So this morning we went down to the Fisker dealer in Santa Monica, it's adjacent to the VW dealership. Nobody in the dealer, four cars on the lot, 2 silver, 2 a metallic brown.

 

Interior

 

2 types, leather and eco. One of the silver cars had the eco interior, looks like something out of the seventies. Apparently all the glues, fabrics are environmentally etc. It looked like a mis-match of dirty towels. The leather interior if it's black is a lot better, the brown was pretty was pretty awful too, 3 different colors. Fit and finish is ok, center consul looks pretty cheap, the forward, reverse, park button looks like a 5 cent toy. There is a small piece of wood in the center of the dash, looks like it came from a sunken ship.The door pulls creaked.
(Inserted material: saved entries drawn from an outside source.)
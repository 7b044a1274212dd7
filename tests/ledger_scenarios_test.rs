use rust_decimal::Decimal;
use rust_decimal_macros::dec;
use std::sync::Arc;

use lotfolio::ledger::{
    CostBasisMethod, LedgerError, LedgerRepository, LotLedgerService, NewBuy, NewSell,
    SpecificLotRequest,
};

mod common;

fn service() -> (LotLedgerService, Arc<LedgerRepository>) {
    let pool = common::get_db_connection_pool();
    let repository = Arc::new(LedgerRepository::new(pool));
    (LotLedgerService::new(repository.clone()), repository)
}

fn buy(owner: &str, quantity: Decimal, price: Decimal, date: &str) -> NewBuy {
    NewBuy {
        owner_id: owner.to_string(),
        symbol: "AAPL".to_string(),
        quantity,
        price,
        commission: Decimal::ZERO,
        transaction_date: date.to_string(),
        external_id: None,
        notes: None,
    }
}

fn sell(
    owner: &str,
    quantity: Decimal,
    price: Decimal,
    date: &str,
    basis_method: CostBasisMethod,
) -> NewSell {
    NewSell {
        owner_id: owner.to_string(),
        symbol: "AAPL".to_string(),
        quantity,
        price,
        commission: Decimal::ZERO,
        transaction_date: date.to_string(),
        basis_method,
        specific_lots: None,
        external_id: None,
        notes: None,
    }
}

/// Seeds the canonical two-lot position: 100 @ 150 then 50 @ 160.
fn seed_two_lots(ledger: &LotLedgerService, owner: &str) -> (String, String) {
    let first = ledger.record_buy(buy(owner, dec!(100), dec!(150), "2024-01-15")).unwrap();
    let second = ledger.record_buy(buy(owner, dec!(50), dec!(160), "2024-02-01")).unwrap();
    (first.lot.id, second.lot.id)
}

#[test]
fn fifo_sell_allocates_across_two_lots() {
    let (ledger, _) = service();
    let (lot1, lot2) = seed_two_lots(&ledger, "u1");

    let outcome = ledger
        .record_sell(sell("u1", dec!(120), dec!(170), "2024-03-01", CostBasisMethod::Fifo))
        .unwrap();

    assert_eq!(outcome.allocations.len(), 2);
    let first = &outcome.allocations[0];
    assert_eq!(first.lot_id, lot1);
    assert_eq!(first.quantity_sold, dec!(100));
    assert_eq!(first.cost_basis_per_share, dec!(150));
    assert_eq!(first.realized_pnl, dec!(2000));
    let second = &outcome.allocations[1];
    assert_eq!(second.lot_id, lot2);
    assert_eq!(second.quantity_sold, dec!(20));
    assert_eq!(second.cost_basis_per_share, dec!(160));
    assert_eq!(second.realized_pnl, dec!(200));
    assert_eq!(outcome.total_realized_pnl, dec!(2200));

    let lots = ledger.get_lots("u1", Some("AAPL")).unwrap();
    let l1 = lots.iter().find(|l| l.id == lot1).unwrap();
    let l2 = lots.iter().find(|l| l.id == lot2).unwrap();
    assert!(l1.is_closed);
    assert_eq!(l1.remaining_quantity, dec!(0));
    assert!(!l2.is_closed);
    assert_eq!(l2.remaining_quantity, dec!(30));
}

#[test]
fn lifo_sell_consumes_newest_lot_first() {
    let (ledger, _) = service();
    let (lot1, lot2) = seed_two_lots(&ledger, "u1");

    let outcome = ledger
        .record_sell(sell("u1", dec!(120), dec!(170), "2024-03-01", CostBasisMethod::Lifo))
        .unwrap();

    let first = &outcome.allocations[0];
    assert_eq!(first.lot_id, lot2);
    assert_eq!(first.quantity_sold, dec!(50));
    assert_eq!(first.realized_pnl, dec!(500));
    let second = &outcome.allocations[1];
    assert_eq!(second.lot_id, lot1);
    assert_eq!(second.quantity_sold, dec!(70));
    assert_eq!(second.realized_pnl, dec!(1400));
    assert_eq!(outcome.total_realized_pnl, dec!(1900));

    let lots = ledger.get_lots("u1", Some("AAPL")).unwrap();
    assert!(lots.iter().find(|l| l.id == lot2).unwrap().is_closed);
    assert_eq!(
        lots.iter().find(|l| l.id == lot1).unwrap().remaining_quantity,
        dec!(30)
    );
}

#[test]
fn specific_lot_sell_follows_caller_plan() {
    let (ledger, _) = service();
    let (lot1, lot2) = seed_two_lots(&ledger, "u1");

    let mut request = sell("u1", dec!(60), dec!(170), "2024-03-01", CostBasisMethod::SpecificLot);
    request.specific_lots = Some(vec![
        SpecificLotRequest { lot_id: lot1.clone(), quantity: dec!(40) },
        SpecificLotRequest { lot_id: lot2.clone(), quantity: dec!(20) },
    ]);
    let outcome = ledger.record_sell(request).unwrap();

    assert_eq!(outcome.allocations[0].lot_id, lot1);
    assert_eq!(outcome.allocations[0].quantity_sold, dec!(40));
    assert_eq!(outcome.allocations[1].lot_id, lot2);
    assert_eq!(outcome.allocations[1].quantity_sold, dec!(20));

    let lots = ledger.get_lots("u1", Some("AAPL")).unwrap();
    assert_eq!(
        lots.iter().find(|l| l.id == lot1).unwrap().remaining_quantity,
        dec!(60)
    );
    assert_eq!(
        lots.iter().find(|l| l.id == lot2).unwrap().remaining_quantity,
        dec!(30)
    );
}

#[test]
fn average_cost_sell_allocates_pro_rata() {
    let (ledger, _) = service();
    let (lot1, lot2) = seed_two_lots(&ledger, "u1");

    let outcome = ledger
        .record_sell(sell("u1", dec!(90), dec!(170), "2024-03-01", CostBasisMethod::AverageCost))
        .unwrap();

    let total: Decimal = outcome.allocations.iter().map(|a| a.quantity_sold).sum();
    assert_eq!(total, dec!(90));
    assert_eq!(outcome.allocations[0].lot_id, lot1);
    assert_eq!(outcome.allocations[0].quantity_sold, dec!(60));
    assert_eq!(outcome.allocations[1].lot_id, lot2);
    assert_eq!(outcome.allocations[1].quantity_sold, dec!(30));
}

#[test]
fn oversell_fails_with_no_writes() {
    let (ledger, _) = service();
    seed_two_lots(&ledger, "u1");
    ledger
        .record_sell(sell("u1", dec!(120), dec!(170), "2024-03-01", CostBasisMethod::Fifo))
        .unwrap();

    let error = ledger
        .record_sell(sell("u1", dec!(100), dec!(180), "2024-03-02", CostBasisMethod::Fifo))
        .unwrap_err();
    match error {
        LedgerError::InsufficientShares { requested, available } => {
            assert_eq!(requested, dec!(100));
            assert_eq!(available, dec!(30));
        }
        other => panic!("unexpected error {:?}", other),
    }

    // The failed sell must leave nothing behind.
    let transactions = ledger.get_transactions("u1", Some("AAPL")).unwrap();
    assert_eq!(transactions.len(), 3);
    let allocations = ledger.get_allocations("u1", "AAPL").unwrap();
    assert_eq!(allocations.len(), 2);
}

#[test]
fn sell_quantity_equals_sum_of_allocations() {
    let (ledger, _) = service();
    seed_two_lots(&ledger, "u1");

    let outcome = ledger
        .record_sell(sell("u1", dec!(120), dec!(170), "2024-03-01", CostBasisMethod::Fifo))
        .unwrap();
    let allocated: Decimal = outcome.allocations.iter().map(|a| a.quantity_sold).sum();
    assert_eq!(outcome.transaction.quantity, allocated);
}

#[test]
fn lot_conservation_holds_after_sells() {
    let (ledger, _) = service();
    seed_two_lots(&ledger, "u1");
    ledger
        .record_sell(sell("u1", dec!(120), dec!(170), "2024-03-01", CostBasisMethod::Fifo))
        .unwrap();
    ledger
        .record_sell(sell("u1", dec!(10), dec!(175), "2024-03-05", CostBasisMethod::Fifo))
        .unwrap();

    let lots = ledger.get_lots("u1", Some("AAPL")).unwrap();
    let allocations = ledger.get_allocations("u1", "AAPL").unwrap();
    let original: Decimal = lots.iter().map(|l| l.original_quantity).sum();
    let remaining: Decimal = lots.iter().map(|l| l.remaining_quantity).sum();
    let sold: Decimal = allocations.iter().map(|a| a.quantity_sold).sum();
    assert_eq!(original, remaining + sold);

    for lot in &lots {
        assert!(lot.remaining_quantity >= Decimal::ZERO);
        assert_eq!(lot.is_closed, lot.remaining_quantity.is_zero());
    }
}

#[test]
fn buy_commission_is_amortized_into_cost_basis() {
    let (ledger, _) = service();
    let mut order = buy("u1", dec!(100), dec!(150), "2024-01-15");
    order.commission = dec!(10);
    let outcome = ledger.record_buy(order).unwrap();
    assert_eq!(outcome.lot.cost_basis_per_share, dec!(150.1));
}

#[test]
fn sell_commission_is_allocated_proportionally() {
    let (ledger, _) = service();
    seed_two_lots(&ledger, "u1");

    let mut request = sell("u1", dec!(120), dec!(170), "2024-03-01", CostBasisMethod::Fifo);
    request.commission = dec!(12);
    let outcome = ledger.record_sell(request).unwrap();

    // 100/120 and 20/120 of the 12 commission.
    assert_eq!(outcome.allocations[0].realized_pnl, dec!(1990));
    assert_eq!(outcome.allocations[1].realized_pnl, dec!(198));
    assert_eq!(outcome.total_realized_pnl, dec!(2188));
}

#[test]
fn duplicate_external_id_is_idempotent_for_buys() {
    let (ledger, _) = service();
    let mut order = buy("u1", dec!(100), dec!(150), "2024-01-15");
    order.external_id = Some("broker-42".to_string());

    let first = ledger.record_buy(order.clone()).unwrap();
    let second = ledger.record_buy(order).unwrap();

    assert!(!first.duplicate);
    assert!(second.duplicate);
    assert_eq!(first.transaction.id, second.transaction.id);
    assert_eq!(first.lot.id, second.lot.id);
    assert_eq!(ledger.get_transactions("u1", Some("AAPL")).unwrap().len(), 1);
    assert_eq!(ledger.get_lots("u1", Some("AAPL")).unwrap().len(), 1);
}

#[test]
fn duplicate_external_id_is_idempotent_for_sells() {
    let (ledger, _) = service();
    seed_two_lots(&ledger, "u1");

    let mut request = sell("u1", dec!(30), dec!(170), "2024-03-01", CostBasisMethod::Fifo);
    request.external_id = Some("broker-43".to_string());

    let first = ledger.record_sell(request.clone()).unwrap();
    let second = ledger.record_sell(request).unwrap();

    assert!(second.duplicate);
    assert_eq!(first.transaction.id, second.transaction.id);
    assert_eq!(first.allocations.len(), second.allocations.len());
    assert_eq!(first.total_realized_pnl, second.total_realized_pnl);
    // Still a single sell's worth of lot consumption.
    let lots = ledger.get_lots("u1", Some("AAPL")).unwrap();
    let remaining: Decimal = lots.iter().map(|l| l.remaining_quantity).sum();
    assert_eq!(remaining, dec!(120));
}

#[test]
fn owners_are_isolated_from_each_other() {
    let (ledger, _) = service();
    seed_two_lots(&ledger, "u1");
    ledger.record_buy(buy("u2", dec!(10), dec!(100), "2024-01-20")).unwrap();

    let error = ledger
        .record_sell(sell("u2", dec!(50), dec!(170), "2024-03-01", CostBasisMethod::Fifo))
        .unwrap_err();
    assert!(matches!(error, LedgerError::InsufficientShares { .. }));

    let summaries = ledger.get_position_summaries("u2").unwrap();
    assert_eq!(summaries.len(), 1);
    assert_eq!(summaries[0].total_quantity, dec!(10));
}

#[test]
fn position_summary_reflects_open_lots() {
    let (ledger, _) = service();
    seed_two_lots(&ledger, "u1");
    ledger
        .record_sell(sell("u1", dec!(120), dec!(170), "2024-03-01", CostBasisMethod::Fifo))
        .unwrap();

    let summaries = ledger.get_position_summaries("u1").unwrap();
    assert_eq!(summaries.len(), 1);
    let summary = &summaries[0];
    assert_eq!(summary.symbol, "AAPL");
    assert_eq!(summary.total_quantity, dec!(30));
    assert_eq!(summary.avg_cost, dec!(160));
    assert_eq!(summary.total_cost, dec!(4800));
    assert_eq!(summary.lot_count, 1);
    assert_eq!(summary.closed_lot_count, 1);
}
Battery runs the centerline of the car and cuts the rear seats in two, rear space is tight, I am 5'11' and I was touching the roof. There are no rear AC outlets. Front seats are comfortable, steering wheel is small, aux switches seem gm parts bin. Nav and stereo worked well. Sales person was streaming music from his iphone. Rear visibility is poor, front visibility is good. However since you sit back 2 foot further than a normal car it is difficult to sight the corners since the hood is e type long. Trunk is tiny, comparable to an NSX.

 

Exterior.

 

It's a large car, the engine bay is packed, and rough looking. Some connectors are exposed. Looks pretty good in person, I just don't like the front grill. Looks like a mustache . Panel fit was not good, especially around the rear bumper. I mentioned it to the sales person and he said they are hand made....ok. Door handles have an odd actuation and feel cheap. Paint was good, however a lot their colors seem to have pearl in them...not my cup of tea personally on a sedan.

 

Performance.

 

Considering it rides on pretty aggressive 22 inch rubber, the ride was good in a BMW type of way. The steering is electric and felt a little numb. The brakes are 6 piston brembo's. I think they needed to bedded in. However I was surprised to find out the car weighs in the neighborhood of 5,500 pounds to that might be a reason. The weight was a surprise since it has an aluminum body and the hood seemed composite since when I went to shut it, it flexed so much it only caught on one side of the locking pins. It has 2 modes. Regular and sport. Plus to three settings for braking regen. Regular mode is just running on the batteries with the engine off. Car was very quite, no rattles and in normal driving fine. I would put the acceleration on par with a 528i BMW. When in sport mode, the 2 liter turbo GM motor is running, you can hear and feel it. This is used to power the converter and or charge the battery and is not connected to the wheels. I punched it from a light, there was a noticeable pause and then the car moved, they claim 420 hp.....it's the laziest 420 hp I have ever encountered. Handling, I can't comment since we were just cruising around Santa Monica. We did get on the freeway and it was fine. When I asked to take it up to Sunset to test the handling, the salesperson refused. Range on the battery only is claimed to be 50 miles, it has a 9.5 gallon gas tank. He also said that charging on 110 would often trip house hold circuits.

 

Price, Warranty etc.

 

$104,000 loaded, though they are increasing the price to $114,000 soon. Warranty 50 months or 50k. Battery is 8 years or 100k miles. Service interval is every 10k. Maintenance is included in warranty. No lease option available. 3 month wait, though the Santa Monica dealer ordered 20 cars prior to the price increase and only 8 were presold so you could have one in a week or two. 220 volt rapid charger is $2k extra.

 

Future.

 

Salesperson told me there will be ulitmately 8 models. Next up is the Nina, a 5 series competitor, a convertible Karma and a shooting brake Karma. Then an SUV etc. Thought that might spread them too thin.

 

Would I buy one?

 

No. it's slow, questionable building quality, first year car for a new company, unknown reliability. Can get as low as 20 mpg which kinda defeats the purpose. Unknown residuals and battery replacement costs. Uncertain future for the company too.

 

If I was looking for a sedan at this price point with a small back seat, my money would be on a Panamera S.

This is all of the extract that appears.